Fighting between siblings is a common phenomenon in families and be due to rivalry, personality conflicts, space infringement or perceived injustice. These conflicts, although stressful, offer valuable learning opportunities for children to develop social skills such as empathy and problem solving.

To manage these fights effectively, it is important for parents to prevent conflict by creating an environment that encourages cooperation, teaching children conflict management, intervening when necessary to prevent escalation, and reinforcing positive interactions between siblings. Applying fairness and ensuring that each child gets individual time with parents can also reduce rivalry.

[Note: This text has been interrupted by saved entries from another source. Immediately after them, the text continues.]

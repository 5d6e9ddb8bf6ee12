//! Loosely-typed numeric input.
//!
//! Clients send numbers either as JSON numbers or as strings taken straight from
//! form fields ("2", "49.99"). Parsing happens at the domain boundary so that a
//! non-numeric value becomes a validation error instead of a transport error.

use serde::{Deserialize, Serialize};

use crate::error::{DomainError, DomainResult};

#[derive(Debug, Clone, PartialEq, Serialize, Deserialize)]
#[serde(untagged)]
pub enum Numeric {
    Number(f64),
    Text(String),
}

impl Numeric {
    /// Parse into a finite `f64`, naming `field` in the error.
    pub fn parse(&self, field: &str) -> DomainResult<f64> {
        let value = match self {
            Numeric::Number(n) => *n,
            Numeric::Text(s) => s
                .trim()
                .parse::<f64>()
                .map_err(|_| DomainError::validation(format!("{field} must be numeric (got {s:?})")))?,
        };

        if !value.is_finite() {
            return Err(DomainError::validation(format!("{field} must be a finite number")));
        }
        Ok(value)
    }
}

impl From<f64> for Numeric {
    fn from(value: f64) -> Self {
        Numeric::Number(value)
    }
}

impl From<&str> for Numeric {
    fn from(value: &str) -> Self {
        Numeric::Text(value.to_string())
    }
}

/// Parse a required numeric field.
pub fn required(value: Option<&Numeric>, field: &str) -> DomainResult<f64> {
    value
        .ok_or_else(|| DomainError::validation(format!("{field} is required")))?
        .parse(field)
}

/// Parse an optional numeric field.
pub fn optional(value: Option<&Numeric>, field: &str) -> DomainResult<Option<f64>> {
    value.map(|v| v.parse(field)).transpose()
}

#[cfg(test)]
mod tests {
    use super::*;

    #[test]
    fn accepts_numbers_and_numeric_strings() {
        assert_eq!(Numeric::from(2.0).parse("quantity").unwrap(), 2.0);
        assert_eq!(Numeric::from(" 49.5 ").parse("unit_cost").unwrap(), 49.5);
    }

    #[test]
    fn rejects_text() {
        let err = Numeric::from("lots").parse("quantity").unwrap_err();
        assert_eq!(
            err,
            DomainError::validation("quantity must be numeric (got \"lots\")")
        );
    }

    #[test]
    fn rejects_non_finite() {
        assert!(Numeric::from("NaN").parse("quantity").is_err());
        assert!(Numeric::from("inf").parse("quantity").is_err());
    }

    #[test]
    fn deserializes_both_shapes() {
        let n: Numeric = serde_json::from_str("5").unwrap();
        assert_eq!(n, Numeric::Number(5.0));
        let t: Numeric = serde_json::from_str("\"5\"").unwrap();
        assert_eq!(t, Numeric::Text("5".into()));
    }

    #[test]
    fn required_reports_missing_field() {
        let err = required(None, "unit_cost").unwrap_err();
        assert_eq!(err, DomainError::validation("unit_cost is required"));
    }
}
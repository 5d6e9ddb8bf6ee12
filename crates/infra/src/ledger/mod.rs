//! Owner-scoped inventory ledger.
//!
//! `InventoryLedger` is the only write path for inventory. Every call takes
//! the session's [`ActiveOwner`] explicitly; the store appends the audit entry
//! in the same atomic unit as the mutation.

mod memory;
mod postgres;
mod store;

pub use memory::InMemoryLedgerStore;
pub use postgres::PostgresLedgerStore;
pub use store::{LedgerStore, StoreError};

use chrono::Utc;
use thiserror::Error;
use tracing::{debug, info, instrument, warn};

use fieldtrack_core::{ActiveOwner, DomainError, OwnerId};
use fieldtrack_inventory::{AuditEntry, InventoryItem, InventoryItemId, ItemFields, ItemUpdate, ListFilter};

pub type LedgerResult<T> = Result<T, LedgerError>;

#[derive(Debug, Error, Clone, PartialEq, Eq)]
pub enum LedgerError {
    #[error("validation failed: {0}")]
    Validation(String),

    #[error("inventory item not found")]
    NotFound,

    #[error("owner isolation violation: {0}")]
    OwnerIsolation(String),

    #[error(transparent)]
    Store(#[from] StoreError),
}

impl From<DomainError> for LedgerError {
    fn from(err: DomainError) -> Self {
        match err {
            DomainError::Validation(msg) | DomainError::InvalidId(msg) | DomainError::Conflict(msg) => {
                LedgerError::Validation(msg)
            }
            DomainError::NotFound => LedgerError::NotFound,
            DomainError::OwnerIsolation(msg) => LedgerError::OwnerIsolation(msg),
        }
    }
}

/// Inventory operations scoped to an active owner.
#[derive(Debug, Clone)]
pub struct InventoryLedger<S> {
    store: S,
}

impl<S: LedgerStore> InventoryLedger<S> {
    pub fn new(store: S) -> Self {
        Self { store }
    }

    pub fn store(&self) -> &S {
        &self.store
    }

    /// Items of the active owner. No active owner means an empty list.
    #[instrument(skip(self, filter), fields(owner = ?active.owner_id()), err)]
    pub async fn list_items(&self, active: ActiveOwner, filter: &ListFilter) -> LedgerResult<Vec<InventoryItem>> {
        let Some(owner) = active.owner_id() else {
            return Ok(Vec::new());
        };
        Ok(self.store.list(owner, filter).await?)
    }

    /// Single scoped read; items of other owners are reported as not found.
    #[instrument(skip(self), fields(owner = ?active.owner_id()), err)]
    pub async fn get_item(&self, id: InventoryItemId, active: ActiveOwner) -> LedgerResult<InventoryItem> {
        let Some(owner) = active.owner_id() else {
            return Err(LedgerError::NotFound);
        };
        self.store.get(id, owner).await?.ok_or(LedgerError::NotFound)
    }

    #[instrument(skip(self, fields), fields(owner = ?active.owner_id()), err)]
    pub async fn create_item(&self, fields: ItemFields, active: ActiveOwner) -> LedgerResult<InventoryItem> {
        let new_item = fields.into_new_item(active).inspect_err(|e| {
            if matches!(e, DomainError::OwnerIsolation(_)) {
                warn!(error = %e, "rejected inventory create");
            }
        })?;

        let (item, audit) = self.store.insert(new_item, Utc::now()).await?;
        info!(item_id = %item.id, audit_id = %audit.id, "inventory item created");
        Ok(item)
    }

    /// Overwrite the fields present in `fields`; the owner never changes.
    #[instrument(skip(self, fields), fields(owner = ?active.owner_id()), err)]
    pub async fn update_item(
        &self,
        id: InventoryItemId,
        fields: ItemFields,
        active: ActiveOwner,
    ) -> LedgerResult<InventoryItem> {
        let patch = fields.into_patch(active).inspect_err(|e| {
            if matches!(e, DomainError::OwnerIsolation(_)) {
                warn!(error = %e, "rejected inventory update");
            }
        })?;
        self.apply(id, ItemUpdate::Patch(patch), active).await
    }

    /// Relative stock change, audited as an update.
    #[instrument(skip(self), fields(owner = ?active.owner_id()), err)]
    pub async fn adjust_quantity(
        &self,
        id: InventoryItemId,
        adjustment: f64,
        active: ActiveOwner,
    ) -> LedgerResult<InventoryItem> {
        active.resolve_write_owner(None)?;
        if !adjustment.is_finite() {
            return Err(LedgerError::Validation("adjustment must be numeric".to_string()));
        }
        self.apply(id, ItemUpdate::AdjustQuantity(adjustment), active).await
    }

    #[instrument(skip(self), fields(owner = ?active.owner_id()), err)]
    pub async fn delete_item(&self, id: InventoryItemId, active: ActiveOwner) -> LedgerResult<AuditEntry> {
        let owner = active.resolve_write_owner(None)?;

        let audit = self
            .store
            .delete(id, owner, Utc::now())
            .await?
            .ok_or(LedgerError::NotFound)?;

        info!(item_id = %id, audit_id = %audit.id, "inventory item deleted");
        Ok(audit)
    }

    /// Audit entries of the active owner, including those of deleted items.
    #[instrument(skip(self), fields(owner = ?active.owner_id()), err)]
    pub async fn audit_trail(
        &self,
        active: ActiveOwner,
        item_id: Option<InventoryItemId>,
    ) -> LedgerResult<Vec<AuditEntry>> {
        let Some(owner) = active.owner_id() else {
            return Ok(Vec::new());
        };
        Ok(self.store.audit_trail(owner, item_id).await?)
    }

    /// Largest owner id the ledger has ever recorded, for any owner.
    ///
    /// Owner records kept outside the ledger must hand out ids above this so
    /// a new owner never inherits rows left by an earlier one.
    pub async fn highest_owner_id(&self) -> LedgerResult<Option<OwnerId>> {
        Ok(self.store.highest_owner_id().await?)
    }

    async fn apply(&self, id: InventoryItemId, update: ItemUpdate, active: ActiveOwner) -> LedgerResult<InventoryItem> {
        let owner = active.resolve_write_owner(None)?;

        let (item, audit) = self
            .store
            .update(id, owner, &update, Utc::now())
            .await
            .map_err(|e| match e {
                StoreError::Rejected(err) => LedgerError::from(err),
                other => LedgerError::Store(other),
            })?
            .ok_or(LedgerError::NotFound)?;

        debug!(item_id = %item.id, audit_id = %audit.id, quantity = item.quantity, "inventory item updated");
        Ok(item)
    }
}
//! `fieldtrack-auth`: shared-password login and signed session tokens.
//!
//! Decoupled from HTTP. The API crate extracts bearer tokens and hands them
//! to [`SessionSigner::verify`]; session state lives behind [`SessionStore`].

pub mod claims;
pub mod password;
pub mod session;
pub mod token;

pub use claims::{SessionClaims, TokenValidationError, validate_claims};
pub use password::PasswordGate;
pub use session::{InMemorySessionStore, SessionId, SessionStore};
pub use token::SessionSigner;

use thiserror::Error;

#[derive(Debug, Error, Clone, PartialEq, Eq)]
pub enum AuthError {
    #[error("invalid password")]
    InvalidPassword,

    #[error("missing or malformed bearer token")]
    MissingToken,

    #[error("invalid token: {0}")]
    InvalidToken(#[from] TokenValidationError),

    #[error("unknown or expired session")]
    UnknownSession,
}
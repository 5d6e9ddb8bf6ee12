//! Customer directory domain module.
//!
//! Customers are the owners that scope inventory; their id is the `OwnerId`.

pub mod customer;

pub use customer::{Customer, CustomerFields, CustomerId, CustomerPatch, NewCustomer};
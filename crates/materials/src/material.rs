use serde::{Deserialize, Serialize};

use fieldtrack_core::numeric::{self, Numeric};
use fieldtrack_core::{impl_record_id, DomainError, DomainResult, Entity};

#[derive(Debug, Copy, Clone, PartialEq, Eq, PartialOrd, Ord, Hash, Serialize, Deserialize)]
#[serde(transparent)]
pub struct MaterialId(i64);

impl_record_id!(MaterialId, "MaterialId");

/// A standard material with supplier pricing, used to price job lines.
#[derive(Debug, Clone, PartialEq, Serialize, Deserialize)]
pub struct Material {
    pub id: MaterialId,
    pub name: String,
    pub unit: String,
    pub unit_cost: f64,
    pub supplier: String,
    pub notes: String,
}

impl Entity for Material {
    type Id = MaterialId;

    fn id(&self) -> &Self::Id {
        &self.id
    }
}

#[derive(Debug, Clone, Default, PartialEq, Serialize, Deserialize)]
pub struct MaterialFields {
    pub name: Option<String>,
    pub unit: Option<String>,
    pub unit_cost: Option<Numeric>,
    pub supplier: Option<String>,
    pub notes: Option<String>,
}

#[derive(Debug, Clone, PartialEq)]
pub struct NewMaterial {
    pub name: String,
    pub unit: String,
    pub unit_cost: f64,
    pub supplier: String,
    pub notes: String,
}

impl MaterialFields {
    pub fn into_new(self) -> DomainResult<NewMaterial> {
        let name = match self.name {
            Some(n) if !n.trim().is_empty() => n.trim().to_string(),
            _ => return Err(DomainError::validation("name is required")),
        };

        Ok(NewMaterial {
            name,
            unit: self.unit.unwrap_or_default(),
            unit_cost: numeric::required(self.unit_cost.as_ref(), "unit_cost")?,
            supplier: self.supplier.unwrap_or_default(),
            notes: self.notes.unwrap_or_default(),
        })
    }
}

impl NewMaterial {
    pub fn into_material(self, id: MaterialId) -> Material {
        Material {
            id,
            name: self.name,
            unit: self.unit,
            unit_cost: self.unit_cost,
            supplier: self.supplier,
            notes: self.notes,
        }
    }
}

#[cfg(test)]
mod tests {
    use super::*;

    #[test]
    fn builds_material_from_form_values() {
        let material = MaterialFields {
            name: Some("K-style gutter 5in".to_string()),
            unit: Some("ft".to_string()),
            unit_cost: Some(Numeric::from("3.25")),
            supplier: Some("ABC Supply".to_string()),
            notes: None,
        }
        .into_new()
        .unwrap()
        .into_material(MaterialId::new(1));

        assert_eq!(material.unit_cost, 3.25);
        assert_eq!(material.notes, "");
    }

    #[test]
    fn unit_cost_must_be_numeric() {
        let err = MaterialFields {
            name: Some("Hanger".to_string()),
            unit_cost: Some(Numeric::from("cheap")),
            ..MaterialFields::default()
        }
        .into_new()
        .unwrap_err();
        assert!(matches!(err, DomainError::Validation(_)));
    }
}
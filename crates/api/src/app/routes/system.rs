use axum::{extract::Extension, http::StatusCode, response::IntoResponse, Json};

use crate::context::SessionContext;

pub async fn health() -> StatusCode {
    StatusCode::OK
}

pub async fn whoami(Extension(session): Extension<SessionContext>) -> impl IntoResponse {
    Json(serde_json::json!({
        "session_id": session.session_id().to_string(),
        "current_owner_id": session.active_owner().owner_id(),
    }))
}
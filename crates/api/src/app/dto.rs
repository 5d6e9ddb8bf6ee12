use chrono::NaiveDate;
use serde::Deserialize;

use fieldtrack_core::numeric::{self, Numeric};
use fieldtrack_core::{DomainError, DomainResult, OwnerId};
use fieldtrack_inventory::{InventoryItemId, ListFilter};
use fieldtrack_jobs::{JobFields, NewPhoto};
use fieldtrack_materials::MaterialId;

use crate::app::services::LineRequest;

// -------------------------
// Request DTOs
// -------------------------

#[derive(Debug, Deserialize)]
pub struct LoginRequest {
    pub password: String,
}

/// `owner_id: null` clears the active owner.
#[derive(Debug, Deserialize)]
pub struct SetOwnerRequest {
    pub owner_id: Option<OwnerId>,
}

#[derive(Debug, Default, Deserialize)]
pub struct InventoryQuery {
    pub location: Option<String>,
    pub low_stock: Option<String>,
}

impl InventoryQuery {
    pub fn into_filter(self) -> ListFilter {
        ListFilter {
            location: self.location.filter(|l| !l.trim().is_empty()),
            low_stock: self.low_stock.as_deref().is_some_and(is_truthy),
        }
    }
}

#[derive(Debug, Deserialize)]
pub struct AdjustRequest {
    pub adjustment: Option<Numeric>,
}

impl AdjustRequest {
    pub fn adjustment(&self) -> DomainResult<f64> {
        numeric::required(self.adjustment.as_ref(), "adjustment")
    }
}

#[derive(Debug, Default, Deserialize)]
pub struct AuditQuery {
    pub item_id: Option<String>,
}

#[derive(Debug, Default, Deserialize)]
pub struct SearchQuery {
    pub search: Option<String>,
}

#[derive(Debug, Deserialize)]
pub struct CreateJobRequest {
    #[serde(flatten)]
    pub fields: JobFields,
    #[serde(default)]
    pub use_ai_estimate: bool,
}

#[derive(Debug, Default, Deserialize)]
pub struct JobQuery {
    pub status: Option<String>,
}

#[derive(Debug, Deserialize)]
pub struct StatusRequest {
    pub status: String,
}

#[derive(Debug, Deserialize)]
pub struct NotesRequest {
    #[serde(default)]
    pub notes: String,
}

/// Exactly one of `material_id` / `inventory_item_id`.
#[derive(Debug, Deserialize)]
pub struct AddMaterialRequest {
    pub material_id: Option<MaterialId>,
    pub inventory_item_id: Option<InventoryItemId>,
    pub quantity: Option<Numeric>,
}

impl AddMaterialRequest {
    pub fn into_line(self) -> DomainResult<LineRequest> {
        let quantity = numeric::required(self.quantity.as_ref(), "quantity")?;
        match (self.material_id, self.inventory_item_id) {
            (Some(material_id), None) => Ok(LineRequest::Library { material_id, quantity }),
            (None, Some(item_id)) => Ok(LineRequest::Inventory { item_id, quantity }),
            _ => Err(DomainError::validation(
                "exactly one of material_id or inventory_item_id is required",
            )),
        }
    }
}

#[derive(Debug, Deserialize)]
pub struct AddPhotoRequest {
    pub photo_data: String,
    #[serde(default)]
    pub caption: String,
    #[serde(default)]
    pub analyze_photo: bool,
}

impl AddPhotoRequest {
    pub fn into_photo(self) -> (NewPhoto, bool) {
        (
            NewPhoto {
                photo_data: self.photo_data,
                caption: self.caption,
            },
            self.analyze_photo,
        )
    }
}

#[derive(Debug, Default, Deserialize)]
pub struct ReportQuery {
    /// `YYYY-MM-DD`; defaults to today (UTC).
    pub date: Option<NaiveDate>,
}

#[derive(Debug, Default, Deserialize)]
pub struct EstimateRequest {
    pub description: Option<String>,
    pub address: Option<String>,
}

#[derive(Debug, Default, Deserialize)]
pub struct PhotoRequest {
    pub photo_data: Option<String>,
    pub context: Option<String>,
}

#[derive(Debug, Default, Deserialize)]
pub struct ScheduleRequest {
    pub address: Option<String>,
}

#[derive(Debug, Default, Deserialize)]
pub struct HelpRequest {
    pub question: Option<String>,
}

fn is_truthy(value: &str) -> bool {
    matches!(value.trim().to_ascii_lowercase().as_str(), "1" | "true" | "yes" | "on")
}

#[cfg(test)]
mod tests {
    use super::*;

    #[test]
    fn low_stock_flag_accepts_common_truthy_values() {
        for v in ["1", "true", "on", " YES "] {
            let q = InventoryQuery {
                location: None,
                low_stock: Some(v.to_string()),
            };
            assert!(q.into_filter().low_stock, "{v}");
        }
        let q = InventoryQuery {
            location: Some("  ".to_string()),
            low_stock: Some("0".to_string()),
        };
        let filter = q.into_filter();
        assert!(!filter.low_stock);
        assert_eq!(filter.location, None);
    }

    #[test]
    fn material_line_needs_exactly_one_source() {
        let both = AddMaterialRequest {
            material_id: Some(MaterialId::new(1)),
            inventory_item_id: Some(InventoryItemId::new(1)),
            quantity: Some(Numeric::from(1.0)),
        };
        assert!(both.into_line().is_err());

        let library = AddMaterialRequest {
            material_id: Some(MaterialId::new(1)),
            inventory_item_id: None,
            quantity: Some(Numeric::from("2.5")),
        };
        assert_eq!(
            library.into_line().unwrap(),
            LineRequest::Library {
                material_id: MaterialId::new(1),
                quantity: 2.5
            }
        );
    }
}
//! Jobs domain module.
//!
//! A job is scheduled work for a customer. It accumulates priced material lines
//! (its total cost is their sum), photos and notes.

pub mod job;
pub mod line;

pub use job::{Job, JobFields, JobId, JobPhoto, JobStatus, NewJob, NewPhoto};
pub use line::{JobMaterialLine, LineSource};
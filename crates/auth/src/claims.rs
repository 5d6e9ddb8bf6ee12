use chrono::{DateTime, Utc};
use serde::{Deserialize, Serialize};
use thiserror::Error;

use crate::session::SessionId;

/// Claims carried by a session token.
///
/// `iat`/`exp` are unix seconds so the token is readable by any standard JWT
/// tooling.
#[derive(Debug, Clone, PartialEq, Eq, Serialize, Deserialize)]
pub struct SessionClaims {
    /// Server-side session this token refers to.
    pub sid: SessionId,

    /// Issued-at (unix seconds).
    pub iat: i64,

    /// Expiration (unix seconds).
    pub exp: i64,
}

impl SessionClaims {
    pub fn new(sid: SessionId, issued_at: DateTime<Utc>, expires_at: DateTime<Utc>) -> Self {
        Self {
            sid,
            iat: issued_at.timestamp(),
            exp: expires_at.timestamp(),
        }
    }
}

#[derive(Debug, Error, Clone, PartialEq, Eq)]
pub enum TokenValidationError {
    #[error("token has expired")]
    Expired,

    #[error("token not yet valid (iat is in the future)")]
    NotYetValid,

    #[error("invalid token time window (exp <= iat)")]
    InvalidTimeWindow,

    #[error("token signature or encoding is invalid")]
    Malformed,
}

/// Validate the time window of already-decoded claims.
pub fn validate_claims(claims: &SessionClaims, now: DateTime<Utc>) -> Result<(), TokenValidationError> {
    let now = now.timestamp();
    if claims.exp <= claims.iat {
        return Err(TokenValidationError::InvalidTimeWindow);
    }
    if now < claims.iat {
        return Err(TokenValidationError::NotYetValid);
    }
    if now >= claims.exp {
        return Err(TokenValidationError::Expired);
    }
    Ok(())
}

#[cfg(test)]
mod tests {
    use super::*;
    use chrono::Duration;

    fn claims(now: DateTime<Utc>, ttl: Duration) -> SessionClaims {
        SessionClaims::new(SessionId::new(), now, now + ttl)
    }

    #[test]
    fn accepts_within_window() {
        let now = Utc::now();
        assert_eq!(validate_claims(&claims(now, Duration::minutes(5)), now), Ok(()));
    }

    #[test]
    fn rejects_expired() {
        let now = Utc::now();
        let c = claims(now - Duration::hours(2), Duration::hours(1));
        assert_eq!(validate_claims(&c, now), Err(TokenValidationError::Expired));
    }

    #[test]
    fn rejects_future_issue() {
        let now = Utc::now();
        let c = claims(now + Duration::hours(1), Duration::hours(1));
        assert_eq!(validate_claims(&c, now), Err(TokenValidationError::NotYetValid));
    }

    #[test]
    fn rejects_inverted_window() {
        let now = Utc::now();
        let c = claims(now, Duration::zero());
        assert_eq!(validate_claims(&c, now), Err(TokenValidationError::InvalidTimeWindow));
    }
}
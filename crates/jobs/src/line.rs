use serde::{Deserialize, Serialize};

use fieldtrack_core::{DomainError, DomainResult};

/// Where a job line was priced from.
///
/// Ids are kept as plain integers: lines are a historical record and must not
/// break when the library entry or inventory item is later removed.
#[derive(Debug, Copy, Clone, PartialEq, Eq, Serialize, Deserialize)]
#[serde(tag = "source", content = "id", rename_all = "snake_case")]
pub enum LineSource {
    Material(i64),
    InventoryItem(i64),
}

/// A priced quantity of material used on a job.
#[derive(Debug, Clone, PartialEq, Serialize, Deserialize)]
pub struct JobMaterialLine {
    pub source: LineSource,
    pub name: String,
    pub quantity: f64,
    pub unit_cost: f64,
    pub total_cost: f64,
}

impl JobMaterialLine {
    pub fn new(source: LineSource, name: impl Into<String>, quantity: f64, unit_cost: f64) -> DomainResult<Self> {
        if !(quantity.is_finite() && quantity > 0.0) {
            return Err(DomainError::validation("quantity must be a positive number"));
        }
        Ok(Self {
            source,
            name: name.into(),
            quantity,
            unit_cost,
            total_cost: quantity * unit_cost,
        })
    }
}

#[cfg(test)]
mod tests {
    use super::*;

    #[test]
    fn total_is_quantity_times_unit_cost() {
        let line = JobMaterialLine::new(LineSource::Material(1), "Hanger", 12.0, 1.5).unwrap();
        assert_eq!(line.total_cost, 18.0);
    }

    #[test]
    fn rejects_non_positive_quantity() {
        assert!(JobMaterialLine::new(LineSource::Material(1), "Hanger", 0.0, 1.5).is_err());
        assert!(JobMaterialLine::new(LineSource::Material(1), "Hanger", -2.0, 1.5).is_err());
    }
}
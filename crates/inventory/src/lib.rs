//! Inventory domain module.
//!
//! Owner-scoped inventory records, write validation and the audit trail model.
//! Pure domain logic: no IO, no HTTP, no storage.

pub mod audit;
pub mod fields;
pub mod item;

pub use audit::{AuditAction, AuditEntry, AuditEntryId};
pub use fields::{ItemFields, ItemPatch, ItemUpdate, NewItem};
pub use item::{InventoryItem, InventoryItemId, ListFilter};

Through these strategies, sibling fights can be turned into learning opportunities, where children develop skills that are valuable throughout their lives and build strong relationships with each other. Dealing with sibling conflict in a constructive way lays the foundation for lifelong supportive sibling relationships.

Difficulties in parenting

Parenting is a challenging journey that brings many difficulties, from physical and emotional exhaustion to communication problems and disciplinary challenges. Parents may struggle to find a balance between work and family life, deal with uncertainty about their parenting skills, and navigate the unique needs of children and teenage challenges.

Changes in the family such as divorce or relocation can further complicate the dynamics and create stress. Financial and time constraints also add an extra burden. Dealing with these challenges requires parents to seek support, learn new strategies, and take care of their own well-being in order to give their children the support they need. Accepting that no one is perfect and that mistakes are part of the learning process is key to navigating the complexities of parenting.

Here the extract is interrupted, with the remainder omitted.